The real world in this economy is not so pretty, and we’re all feeling its effects – especially seniors who must venture into its wild landscape in mere weeks. However, as numerous alums can testify, the real world doesn’t always involve LSATs, GMATs, MCATs and formal interviews. From cartooning to teaching scuba lessons to building tree houses for celebrities, Williams College graduates have pursued a vibrant variety of paths, and learned surprising lessons in the process.
Kate McCurdy ’09 graduated in the same recession that plagues seniors this year, and used it as rationale to do what she always loved doing as a kid: scuba diving. Originally planning to major in biology, McCurdy decided it wasn’t for her and switched to philosophy, but realized that she could maintain her connection with diving through the hospitality industry. “I wanted to be a diving instructor at resorts around the world, where I’d get to meet probably some obnoxious people but also some really cool people,” McCurdy said.
When she got her scuba instructor’s license in the Florida Keys, however, she discovered that the world she was entering was not all she had expected. “I learned a lot about the scuba culture. It was a culture in which you really had to fend for yourself. It wasn’t college anymore.” So McCurdy returned to her Rochester, N.Y., hometown and joined a band. Nik and the Nice Guys, a full band with 15 people, not only performs at weddings but has also played at the Super Bowl. While McCurdy plans to teach scuba lessons this summer in Honduras, after a “full year of searching into life” she has decided to take the LSATs. “I never thought that I would be a wedding singer or go to law school,” she said.
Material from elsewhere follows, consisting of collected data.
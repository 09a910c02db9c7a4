//! Station filter engine.
//!
//! A [`FilterCriteria`] is the conjunction of zero or more active
//! constraints; a constraint that is `None` imposes nothing. Filtering is
//! stable (source order preserved) and never mutates the source set. An
//! empty result is a valid outcome, not an error.

use serde::{Deserialize, Serialize};

use crate::models::{Availability, ChargerType, Pricing, Station};

/// Current state of the search box and the three filter selects. Rebuilt
/// from control state on every interaction; never persisted.
#[derive(Clone, Debug, Default, PartialEq, Serialize, Deserialize)]
#[serde(rename_all = "camelCase")]
pub struct FilterCriteria {
    pub query: Option<String>,
    pub charger_type: Option<ChargerType>,
    pub availability: Option<Availability>,
    pub pricing: Option<Pricing>,
}

impl FilterCriteria {
    /// Set the free-text query. Empty or whitespace-only input clears the
    /// constraint, so an empty search box is equivalent to no query.
    pub fn set_query(&mut self, raw: &str) {
        let trimmed = raw.trim();
        self.query = if trimmed.is_empty() {
            None
        } else {
            Some(trimmed.to_lowercase())
        };
    }

    pub fn is_unconstrained(&self) -> bool {
        self.query.is_none()
            && self.charger_type.is_none()
            && self.availability.is_none()
            && self.pricing.is_none()
    }

    /// AND over the active constraints only.
    pub fn matches(&self, station: &Station) -> bool {
        if let Some(query) = &self.query {
            let hit = station.name.to_lowercase().contains(query)
                || station.address.to_lowercase().contains(query);
            if !hit {
                return false;
            }
        }
        if let Some(charger_type) = self.charger_type {
            if station.charger_type != charger_type {
                return false;
            }
        }
        if let Some(availability) = self.availability {
            if station.availability != availability {
                return false;
            }
        }
        if let Some(pricing) = self.pricing {
            if station.pricing != pricing {
                return false;
            }
        }
        true
    }
}

/// Produce the ordered subsequence of `stations` satisfying `criteria`.
pub fn apply(stations: &[Station], criteria: &FilterCriteria) -> Vec<Station> {
    let filtered: Vec<Station> = stations
        .iter()
        .filter(|s| criteria.matches(s))
        .cloned()
        .collect();
    log::debug!(
        "filter: {} of {} stations match {:?}",
        filtered.len(),
        stations.len(),
        criteria
    );
    filtered
}
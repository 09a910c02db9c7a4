//! Partner ROI estimation.
//!
//! Pure functions over a fixed per-category financial model - no state, no
//! collaborators. All inputs are validated before anything is computed; a
//! rejected input produces no partial result.

use serde::{Deserialize, Serialize};

use crate::error::RoiError;

// ============================================================================
// Financial Model Constants
// ============================================================================

/// Operating costs as a fixed share of monthly revenue.
const OPERATING_COST_RATIO: f64 = 0.30;

const DAYS_PER_MONTH: f64 = 30.0;
const MONTHS_PER_YEAR: f64 = 12.0;

/// Revenue per station per day (currency units) used for an unknown
/// location category.
const DEFAULT_DAILY_REVENUE: f64 = 100.0;

/// Investment per station (currency units) used for an unknown location
/// category.
const DEFAULT_INVESTMENT: f64 = 150_000.0;

/// Site category for a partner installation.
#[derive(Clone, Copy, Debug, PartialEq, Eq, Serialize, Deserialize)]
#[serde(rename_all = "lowercase")]
pub enum SiteCategory {
    Retail,
    Highway,
    Workplace,
    Residential,
}

impl SiteCategory {
    /// Parse a form-control token. Unknown tokens yield `None`, which maps
    /// to the default constants rather than a failure.
    pub fn parse(token: &str) -> Option<Self> {
        match token {
            "retail" => Some(SiteCategory::Retail),
            "highway" => Some(SiteCategory::Highway),
            "workplace" => Some(SiteCategory::Workplace),
            "residential" => Some(SiteCategory::Residential),
            _ => None,
        }
    }

    pub fn label(&self) -> &'static str {
        match self {
            SiteCategory::Retail => "Retail Location",
            SiteCategory::Highway => "Highway Corridor",
            SiteCategory::Workplace => "Workplace",
            SiteCategory::Residential => "Residential Complex",
        }
    }
}

fn daily_revenue_per_station(category: Option<SiteCategory>) -> f64 {
    match category {
        Some(SiteCategory::Retail) => 150.0,
        Some(SiteCategory::Highway) => 200.0,
        Some(SiteCategory::Workplace) => 100.0,
        Some(SiteCategory::Residential) => 80.0,
        None => DEFAULT_DAILY_REVENUE,
    }
}

fn investment_per_station(category: Option<SiteCategory>) -> f64 {
    match category {
        Some(SiteCategory::Retail) => 200_000.0,
        Some(SiteCategory::Highway) => 300_000.0,
        Some(SiteCategory::Workplace) => 150_000.0,
        Some(SiteCategory::Residential) => 100_000.0,
        None => DEFAULT_INVESTMENT,
    }
}

/// Payback horizon for the initial investment.
#[derive(Clone, Copy, Debug, PartialEq, Eq, Serialize, Deserialize)]
#[serde(rename_all = "camelCase")]
pub enum Payback {
    Months(u32),
    /// Net monthly profit is zero or negative; the investment is never
    /// recovered. Reported as such, never as a nonsensical number.
    NotReachable,
}

/// Derived metrics for a partner installation. Recomputed on every request
/// and discarded after rendering; nothing here is stored.
#[derive(Clone, Copy, Debug, PartialEq, Serialize, Deserialize)]
#[serde(rename_all = "camelCase")]
pub struct RoiEstimate {
    pub monthly_revenue: f64,
    /// Computed and carried but not rendered anywhere today.
    pub annual_revenue: f64,
    pub investment: f64,
    pub operating_costs: f64,
    pub net_monthly_profit: f64,
    pub annual_profit: f64,
    /// Annualized profit over investment, rounded to one decimal.
    pub roi_percent: f64,
    pub payback: Payback,
}

/// Estimate ROI for `stations` chargers at a `location` category running at
/// `utilization_pct` percent.
///
/// `location` is the raw form token: empty is a validation error, while an
/// unknown non-empty token falls back to the default model constants.
///
/// ```
/// use chargegrid_compute::roi::{estimate, Payback};
///
/// let est = estimate("retail", Some(5), Some(50)).unwrap();
/// assert_eq!(est.monthly_revenue, 11_250.0);
/// assert_eq!(est.investment, 1_000_000.0);
/// assert_eq!(est.roi_percent, 9.5);
/// assert_eq!(est.payback, Payback::Months(127));
/// ```
pub fn estimate(
    location: &str,
    stations: Option<u32>,
    utilization_pct: Option<u32>,
) -> Result<RoiEstimate, RoiError> {
    if location.trim().is_empty() {
        return Err(RoiError::MissingLocation);
    }
    let stations = match stations {
        Some(n) if n > 0 => f64::from(n),
        _ => return Err(RoiError::InvalidStationCount),
    };
    let utilization = match utilization_pct {
        Some(pct) if (1..=100).contains(&pct) => f64::from(pct) / 100.0,
        _ => return Err(RoiError::InvalidUtilization),
    };

    let category = SiteCategory::parse(location.trim());

    let daily_revenue = daily_revenue_per_station(category) * stations * utilization;
    let monthly_revenue = daily_revenue * DAYS_PER_MONTH;
    let annual_revenue = monthly_revenue * MONTHS_PER_YEAR;

    let investment = investment_per_station(category) * stations;
    let operating_costs = monthly_revenue * OPERATING_COST_RATIO;
    let net_monthly_profit = monthly_revenue - operating_costs;
    let annual_profit = net_monthly_profit * MONTHS_PER_YEAR;

    let roi_percent = round1(annual_profit / investment * 100.0);
    let payback = if net_monthly_profit > 0.0 {
        Payback::Months((investment / net_monthly_profit).ceil() as u32)
    } else {
        Payback::NotReachable
    };

    Ok(RoiEstimate {
        monthly_revenue,
        annual_revenue,
        investment,
        operating_costs,
        net_monthly_profit,
        annual_profit,
        roi_percent,
        payback,
    })
}

fn round1(x: f64) -> f64 {
    (x * 10.0).round() / 10.0
}

#[cfg(test)]
mod tests {
    use super::*;

    fn close(a: f64, b: f64) -> bool {
        (a - b).abs() < 1e-6
    }

    #[test]
    fn test_retail_reference_vector() {
        let est = estimate("retail", Some(5), Some(50)).unwrap();

        assert_eq!(est.monthly_revenue, 11_250.0);
        assert_eq!(est.annual_revenue, 135_000.0);
        assert_eq!(est.investment, 1_000_000.0);
        assert!(close(est.operating_costs, 3_375.0));
        assert!(close(est.net_monthly_profit, 7_875.0));
        assert!(close(est.annual_profit, 94_500.0));
        assert_eq!(est.roi_percent, 9.5);
        // ceil(1_000_000 / 7_875) = ceil(126.98...)
        assert_eq!(est.payback, Payback::Months(127));
    }

    #[test]
    fn test_each_category_constants() {
        let daily = |loc: &str| estimate(loc, Some(1), Some(100)).unwrap();

        assert!(close(daily("retail").monthly_revenue, 150.0 * 30.0));
        assert!(close(daily("highway").monthly_revenue, 200.0 * 30.0));
        assert!(close(daily("workplace").monthly_revenue, 100.0 * 30.0));
        assert!(close(daily("residential").monthly_revenue, 80.0 * 30.0));

        assert_eq!(daily("retail").investment, 200_000.0);
        assert_eq!(daily("highway").investment, 300_000.0);
        assert_eq!(daily("workplace").investment, 150_000.0);
        assert_eq!(daily("residential").investment, 100_000.0);
    }

    #[test]
    fn test_unknown_category_uses_defaults() {
        let est = estimate("airport", Some(2), Some(100)).unwrap();
        assert!(close(est.monthly_revenue, 100.0 * 2.0 * 30.0));
        assert_eq!(est.investment, 300_000.0);
    }

    #[test]
    fn test_empty_location_rejected() {
        assert_eq!(
            estimate("", Some(3), Some(50)).unwrap_err(),
            RoiError::MissingLocation
        );
        assert_eq!(
            estimate("   ", Some(3), Some(50)).unwrap_err(),
            RoiError::MissingLocation
        );
    }

    #[test]
    fn test_invalid_station_count_rejected() {
        assert_eq!(
            estimate("retail", None, Some(50)).unwrap_err(),
            RoiError::InvalidStationCount
        );
        assert_eq!(
            estimate("retail", Some(0), Some(50)).unwrap_err(),
            RoiError::InvalidStationCount
        );
    }

    #[test]
    fn test_invalid_utilization_rejected() {
        assert_eq!(
            estimate("retail", Some(3), None).unwrap_err(),
            RoiError::InvalidUtilization
        );
        assert_eq!(
            estimate("retail", Some(3), Some(0)).unwrap_err(),
            RoiError::InvalidUtilization
        );
        assert_eq!(
            estimate("retail", Some(3), Some(101)).unwrap_err(),
            RoiError::InvalidUtilization
        );
    }

    #[test]
    fn test_utilization_bounds_accepted() {
        assert!(estimate("retail", Some(1), Some(1)).is_ok());
        assert!(estimate("retail", Some(1), Some(100)).is_ok());
    }

    #[test]
    fn test_annual_revenue_carried() {
        let est = estimate("highway", Some(2), Some(75)).unwrap();
        assert!(close(est.annual_revenue, est.monthly_revenue * 12.0));
    }

    #[test]
    fn test_site_category_parse() {
        assert_eq!(SiteCategory::parse("retail"), Some(SiteCategory::Retail));
        assert_eq!(SiteCategory::parse("highway"), Some(SiteCategory::Highway));
        assert_eq!(SiteCategory::parse(""), None);
        assert_eq!(SiteCategory::parse("airport"), None);
    }

    #[test]
    fn test_round1() {
        assert_eq!(round1(9.44), 9.4);
        assert_eq!(round1(9.46), 9.5);
        assert_eq!(round1(10.0), 10.0);
    }
}
#[cfg(test)]
mod tests {
    use super::*;
    use crate::map_mock::MockMapSurface;
    use crate::location::MockLocationService;
    use crate::notify::MockNotifier;

    fn directory() -> DirectoryState {
        DirectoryState::from_sample_feed().unwrap()
    }

    fn station_marker_titles(map: &MockMapSurface) -> Vec<&str> {
        map.live_with_icon(MarkerIcon::Station)
            .iter()
            .map(|spec| spec.title.as_str())
            .collect()
    }

    #[test]
    fn test_refresh_syncs_list_and_markers() {
        let mut dir = directory();
        let mut map = MockMapSurface::new();

        let view = dir.refresh(&mut map);
        assert_eq!(view.len(), 5);
        assert_eq!(map.live_count(), 5);

        let list_names: Vec<&str> = view.iter().map(|s| s.name.as_str()).collect();
        assert_eq!(station_marker_titles(&map), list_names);
    }

    #[test]
    fn test_repeated_refresh_never_leaks_markers() {
        let mut dir = directory();
        let mut map = MockMapSurface::new();

        dir.refresh(&mut map);
        dir.set_charger_type(Some(ChargerType::DcFast));
        let view = dir.refresh(&mut map);
        assert_eq!(map.live_count(), view.len());

        dir.set_availability(Some(Availability::Busy));
        let view = dir.refresh(&mut map);
        assert_eq!(view.len(), 1);
        assert_eq!(map.live_count(), 1);

        dir.set_query("no such place");
        let view = dir.refresh(&mut map);
        assert!(view.is_empty());
        assert_eq!(map.live_count(), 0);
    }

    #[test]
    fn test_marker_info_carries_name_and_address() {
        let mut dir = directory();
        let mut map = MockMapSurface::new();
        dir.set_query("master canteen");
        dir.refresh(&mut map);

        let specs = map.live_with_icon(MarkerIcon::Station);
        assert_eq!(specs.len(), 1);
        let info = specs[0].info_html.as_deref().unwrap();
        assert!(info.contains("<strong>Master Canteen Charging Hub</strong>"));
        assert!(info.contains("Bhubaneswar"));
    }

    #[test]
    fn test_directions_url_encodes_address() {
        let dir = directory();
        let url = dir.directions_url(StationId(1)).unwrap();
        assert!(url.starts_with("https://www.google.com/maps/dir/?api=1&destination="));
        assert!(url.contains("Master%20Canteen%2C%20Bhubaneswar"));
        assert!(!url.contains(' '));
    }

    #[test]
    fn test_directions_unknown_station() {
        let dir = directory();
        assert_eq!(
            dir.directions_url(StationId(99)).unwrap_err(),
            DirectoryError::UnknownStation(StationId(99))
        );
    }

    #[test]
    fn test_reserve_available_station() {
        let dir = directory();
        let mut notifier = MockNotifier::new();

        let sent = dir.reserve(StationId(1), &mut notifier).unwrap();
        assert!(sent);
        let (severity, message) = notifier.last().unwrap();
        assert_eq!(*severity, Severity::Success);
        assert_eq!(
            message,
            "Reservation request sent for Master Canteen Charging Hub"
        );
    }

    #[test]
    fn test_reserve_busy_station_changes_nothing() {
        let dir = directory();
        let mut notifier = MockNotifier::new();

        let sent = dir.reserve(StationId(2), &mut notifier).unwrap();
        assert!(!sent);
        let (severity, message) = notifier.last().unwrap();
        assert_eq!(*severity, Severity::Error);
        assert_eq!(message, MSG_STATION_BUSY);
        // availability is static for the session
        assert_eq!(
            dir.station(StationId(2)).unwrap().availability,
            Availability::Busy
        );
    }

    #[test]
    fn test_locate_success_sorts_and_reapplies_filter() {
        let mut dir = directory();
        let mut map = MockMapSurface::new();
        let mut notifier = MockNotifier::new();
        let here = Coordinates {
            lat: 20.35,
            lng: 85.81,
        };
        let mut svc = MockLocationService::succeeding(here);

        dir.set_charger_type(Some(ChargerType::DcFast));
        dir.refresh(&mut map);

        let view = dir.locate(&mut svc, &mut map, &mut notifier).unwrap();

        // nearest-first among dcfast stations: 0.2, 1.2, 12.5 miles
        let ids: Vec<u32> = view.iter().map(|s| s.id.0).collect();
        assert_eq!(ids, vec![1, 3, 5]);
        // base order re-sorted across the whole set
        let base_ids: Vec<u32> = dir.stations().iter().map(|s| s.id.0).collect();
        assert_eq!(base_ids, vec![1, 2, 4, 3, 5]);

        assert_eq!(map.last_camera().unwrap().zoom, LOCATED_ZOOM);
        assert_eq!(map.last_camera().unwrap().center, here);
        assert_eq!(
            map.live_with_icon(MarkerIcon::CurrentLocation).len(),
            1
        );
        assert_eq!(map.live_with_icon(MarkerIcon::Station).len(), 3);
        assert_eq!(notifier.last().unwrap().0, Severity::Success);
    }

    #[test]
    fn test_locate_failure_leaves_state_untouched() {
        let mut dir = directory();
        let mut map = MockMapSurface::new();
        let mut notifier = MockNotifier::new();
        let mut svc = MockLocationService::failing(LocateError::PermissionDenied);

        let before_view = dir.refresh(&mut map);
        let before_count = map.live_count();
        let before_order: Vec<u32> = dir.stations().iter().map(|s| s.id.0).collect();

        assert!(dir.locate(&mut svc, &mut map, &mut notifier).is_none());

        assert_eq!(dir.filtered(), before_view);
        assert_eq!(map.live_count(), before_count);
        let after_order: Vec<u32> = dir.stations().iter().map(|s| s.id.0).collect();
        assert_eq!(after_order, before_order);
        assert!(map.cameras.is_empty());

        let (severity, message) = notifier.last().unwrap();
        assert_eq!(*severity, Severity::Error);
        assert_eq!(message, MSG_LOCATION_FAILED);
    }

    #[test]
    fn test_duplicate_locate_requests_deduplicated() {
        let mut dir = directory();

        assert!(dir.begin_locate());
        assert!(!dir.begin_locate());

        let mut map = MockMapSurface::new();
        let mut notifier = MockNotifier::new();
        dir.complete_locate(
            Err(LocateError::Timeout),
            &mut map,
            &mut notifier,
        );
        // resolved; a new request may start
        assert!(dir.begin_locate());
    }

    #[test]
    fn test_user_marker_survives_refresh_and_stays_single() {
        let mut dir = directory();
        let mut map = MockMapSurface::new();
        let mut notifier = MockNotifier::new();
        let here = Coordinates {
            lat: 20.35,
            lng: 85.81,
        };
        let mut svc = MockLocationService::succeeding(here);

        dir.locate(&mut svc, &mut map, &mut notifier);
        dir.set_pricing(Some(Pricing::Free));
        let view = dir.refresh(&mut map);

        assert_eq!(map.live_with_icon(MarkerIcon::CurrentLocation).len(), 1);
        assert_eq!(map.live_with_icon(MarkerIcon::Station).len(), view.len());

        // a second fix replaces, not stacks, the user marker
        dir.locate(&mut svc, &mut map, &mut notifier);
        assert_eq!(map.live_with_icon(MarkerIcon::CurrentLocation).len(), 1);
    }

    #[test]
    fn test_encode_component() {
        assert_eq!(encode_component("abc-123_~"), "abc-123_~");
        assert_eq!(
            encode_component("Master Canteen, Odisha 751001"),
            "Master%20Canteen%2C%20Odisha%20751001"
        );
        assert_eq!(encode_component("a/b&c=d"), "a%2Fb%26c%3Dd");
    }
}
//! Transient user notifications.
//!
//! One capability shared by every flow; the shell owns the toast mechanics
//! (placement, animation, auto-dismiss). The core only says what happened
//! and how severe it was.

use serde::{Deserialize, Serialize};

#[derive(Clone, Copy, Debug, PartialEq, Eq, Serialize, Deserialize)]
#[serde(rename_all = "lowercase")]
pub enum Severity {
    Info,
    Success,
    Error,
}

pub trait Notifier {
    fn notify(&mut self, severity: Severity, message: &str);
}

/// Recording notifier for tests.
#[derive(Clone, Debug, Default)]
pub struct MockNotifier {
    pub messages: Vec<(Severity, String)>,
}

impl MockNotifier {
    pub fn new() -> Self {
        Self::default()
    }

    pub fn last(&self) -> Option<&(Severity, String)> {
        self.messages.last()
    }
}

impl Notifier for MockNotifier {
    fn notify(&mut self, severity: Severity, message: &str) {
        self.messages.push((severity, message.to_string()));
    }
}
A year of soul-searching also helped Chris Yorke ’06, whose artistic skills conveniently won him a lucrative Hutchinson Memorial Prize upon graduation. Yorke decided to follow every artistic lead that interested him. First, he helped develop the Virtual Architecture Project with the Gross brothers, digitally capturing buildings like the Pantheon to produce the new nifty zoom-in images that recent students in Art History 101 likely recall. Then, after building entrances to cave drawings in the Dominican Republic for an archeological project in the winter of 2006-07, Yorke moved to Seattle to help Pete Nelson, author of Tree Houses of the World, build tree houses. “These were for people who already had like five houses around the world. The Hollywood crowd got interested at the end,” Yorke said. “If you’re a Microsoft executive and you have oodles of money everywhere and you want to build a hot tub pavilion in your trees with a zipline coming down from it and stuff, or you want a spare bedroom or office in a tree, you’d get one of these tree houses.”
Regardless of the additional money, which let him travel all over the place, this artist initially had no plans of following the traditional grad school route. However, in 2008 Yorke decided to attend Princeton graduate school in architecture. “My time off and these projects I engaged in led me to reconsider what I wanted to do with my life,” Yorke said.
David Sipress ’68 had to make a much more pivotal decision about graduate school: If he chose to be an artist after college, he faced the threat of being drafted in the Vietnam War. Sipress also faced pressure from his parents, Jewish immigrants who had a very clear idea of the successful, prestigious man they wanted Sipress to become. Going to Williams, majoring in history with his nose to the grindstone and then entering Harvard for graduate school in Soviet studies, Sipress looked around one day and saw that life outside school was much more fun.
“When I seriously asked myself what I wanted to do, I realized I wanted to be a cartoonist – I had drawn cartoons my whole life, starting when I was a kid and got The New Yorker,” Sipress said. “So I thought, ‘What the hell.’ I dropped out of school and started drawing.” While his career had some financial drawbacks, he got published almost immediately in a weekly newspaper called The Boston Phoenix and has been published in it every week since. Moreover, his work regularly appears in The New Yorker, he has eight published cartoon books and he’s delving into writing short stories. “What I wanted more than anything else was freedom of how to use my time how I wished,” Sipress said. “Admittedly, I do the 8 to 5 thing every day, but it’s what I love.”
For Tom Costley ’82, graduate school was out of the question after spending the summer of ’81 in Glacier National Park, Mont., where he decided that after college he would ride his bike across the country. Costley faced perhaps a friendlier “real world” than we do today: “In ’82 the economy had just started to boom,” Costley said. “At the OCC, there were 300 separate employer visits. If you wanted a job, you could just fall into one, and some of my friends did just fall into banking jobs. Exciting, in a way, but more exciting to find a new way.”
The fateful bike trip, which was so clearly focused on a goal, met all his expectations and inspired him to develop Overland, a company that offers outdoor and academic programs to kids across the world in attempt to help them “embrace the world” as he did on his trip. Launching the business from scratch, with no guidance other than his parents’ advice to “have a plan,” was no easy task. “When I started the business in ’85 I didn’t know what I was doing. I was a total punk,” Costley said. “I had to get children from all across the country, produce a beautiful catalogue and understand what kids wanted and what parents wanted and combine the two. All those years getting experience were my grad school.”